Exact reproduction required: the lines below from the line with "if area.width <" to the line with "match item.body.as_deref().filter(|b| !b.trim().is_empty())", both ends included, and no others.

- **MATERIAL PROVIDED**
• • •

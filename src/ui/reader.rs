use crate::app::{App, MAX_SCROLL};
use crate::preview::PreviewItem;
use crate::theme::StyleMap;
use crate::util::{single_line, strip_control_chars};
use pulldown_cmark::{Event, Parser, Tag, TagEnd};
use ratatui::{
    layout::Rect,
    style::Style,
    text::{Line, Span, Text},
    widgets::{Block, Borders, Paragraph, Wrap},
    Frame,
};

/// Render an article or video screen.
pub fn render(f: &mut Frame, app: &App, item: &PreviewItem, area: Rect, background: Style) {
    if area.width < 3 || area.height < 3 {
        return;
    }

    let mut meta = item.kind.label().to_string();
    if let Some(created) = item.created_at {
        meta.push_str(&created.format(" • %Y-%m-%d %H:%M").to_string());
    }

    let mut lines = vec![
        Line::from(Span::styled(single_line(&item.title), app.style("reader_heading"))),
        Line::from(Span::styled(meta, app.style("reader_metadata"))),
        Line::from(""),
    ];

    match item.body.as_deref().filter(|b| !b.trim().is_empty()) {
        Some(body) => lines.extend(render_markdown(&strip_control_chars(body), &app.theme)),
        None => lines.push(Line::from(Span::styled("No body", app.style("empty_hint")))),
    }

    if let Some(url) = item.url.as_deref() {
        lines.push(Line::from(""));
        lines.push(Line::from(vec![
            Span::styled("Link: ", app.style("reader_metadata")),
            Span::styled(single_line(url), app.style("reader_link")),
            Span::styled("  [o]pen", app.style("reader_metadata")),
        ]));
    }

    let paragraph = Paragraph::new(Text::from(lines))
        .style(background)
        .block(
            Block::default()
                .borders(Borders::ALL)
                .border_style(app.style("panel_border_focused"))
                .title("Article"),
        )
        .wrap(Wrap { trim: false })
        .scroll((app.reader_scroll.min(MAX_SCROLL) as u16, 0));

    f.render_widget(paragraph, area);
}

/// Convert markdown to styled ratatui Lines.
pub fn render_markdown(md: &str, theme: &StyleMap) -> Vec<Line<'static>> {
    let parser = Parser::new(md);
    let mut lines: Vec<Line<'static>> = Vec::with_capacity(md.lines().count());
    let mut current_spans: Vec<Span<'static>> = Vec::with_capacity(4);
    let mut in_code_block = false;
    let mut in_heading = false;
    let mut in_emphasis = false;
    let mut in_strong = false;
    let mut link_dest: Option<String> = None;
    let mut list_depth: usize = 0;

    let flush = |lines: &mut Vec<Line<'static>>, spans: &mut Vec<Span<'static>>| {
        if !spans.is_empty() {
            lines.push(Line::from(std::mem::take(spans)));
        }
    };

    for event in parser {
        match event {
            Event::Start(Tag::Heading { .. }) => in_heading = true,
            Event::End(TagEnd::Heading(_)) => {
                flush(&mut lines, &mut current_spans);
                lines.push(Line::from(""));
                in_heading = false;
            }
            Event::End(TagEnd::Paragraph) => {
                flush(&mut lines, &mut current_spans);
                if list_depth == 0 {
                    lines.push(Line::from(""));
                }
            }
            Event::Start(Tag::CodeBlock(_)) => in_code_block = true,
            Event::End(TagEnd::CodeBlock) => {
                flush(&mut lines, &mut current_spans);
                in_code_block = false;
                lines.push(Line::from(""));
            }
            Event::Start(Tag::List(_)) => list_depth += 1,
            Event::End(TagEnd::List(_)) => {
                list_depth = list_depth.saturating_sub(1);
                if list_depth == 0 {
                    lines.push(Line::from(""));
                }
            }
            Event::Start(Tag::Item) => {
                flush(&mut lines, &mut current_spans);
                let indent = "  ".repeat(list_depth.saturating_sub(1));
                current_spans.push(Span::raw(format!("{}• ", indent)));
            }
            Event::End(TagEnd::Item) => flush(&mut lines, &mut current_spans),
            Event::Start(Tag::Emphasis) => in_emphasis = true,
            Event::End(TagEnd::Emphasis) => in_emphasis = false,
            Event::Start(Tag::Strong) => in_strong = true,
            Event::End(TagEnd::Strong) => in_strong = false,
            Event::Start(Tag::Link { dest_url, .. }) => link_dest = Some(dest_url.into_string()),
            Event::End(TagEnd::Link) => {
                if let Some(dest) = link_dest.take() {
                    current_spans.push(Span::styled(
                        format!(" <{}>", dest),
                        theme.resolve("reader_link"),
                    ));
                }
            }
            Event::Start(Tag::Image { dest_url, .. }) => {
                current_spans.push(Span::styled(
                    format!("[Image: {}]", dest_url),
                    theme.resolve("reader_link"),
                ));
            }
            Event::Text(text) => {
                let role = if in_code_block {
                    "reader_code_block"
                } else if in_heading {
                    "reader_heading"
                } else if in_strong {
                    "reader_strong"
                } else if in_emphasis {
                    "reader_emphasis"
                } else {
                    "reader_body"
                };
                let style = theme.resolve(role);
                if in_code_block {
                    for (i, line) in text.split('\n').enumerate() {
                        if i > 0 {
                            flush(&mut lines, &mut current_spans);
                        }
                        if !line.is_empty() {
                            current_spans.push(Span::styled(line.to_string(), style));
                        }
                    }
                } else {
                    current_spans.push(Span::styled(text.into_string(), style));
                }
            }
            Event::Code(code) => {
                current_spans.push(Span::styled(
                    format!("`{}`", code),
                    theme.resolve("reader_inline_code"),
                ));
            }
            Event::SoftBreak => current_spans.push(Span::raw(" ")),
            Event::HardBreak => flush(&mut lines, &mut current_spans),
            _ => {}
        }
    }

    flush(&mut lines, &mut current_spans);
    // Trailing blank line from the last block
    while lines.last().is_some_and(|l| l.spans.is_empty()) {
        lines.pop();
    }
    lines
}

• • •

- **OUTPUT BELOW**
    if area.width < 3 || area.height < 3 {
        return;
    }

    let mut meta = item.kind.label().to_string();
    if let Some(created) = item.created_at {
        meta.push_str(&created.format(" • %Y-%m-%d %H:%M").to_string());
    }

    let mut lines = vec![
        Line::from(Span::styled(single_line(&item.title), app.style("reader_heading"))),
        Line::from(Span::styled(meta, app.style("reader_metadata"))),
        Line::from(""),
    ];

    match item.body.as_deref().filter(|b| !b.trim().is_empty()) {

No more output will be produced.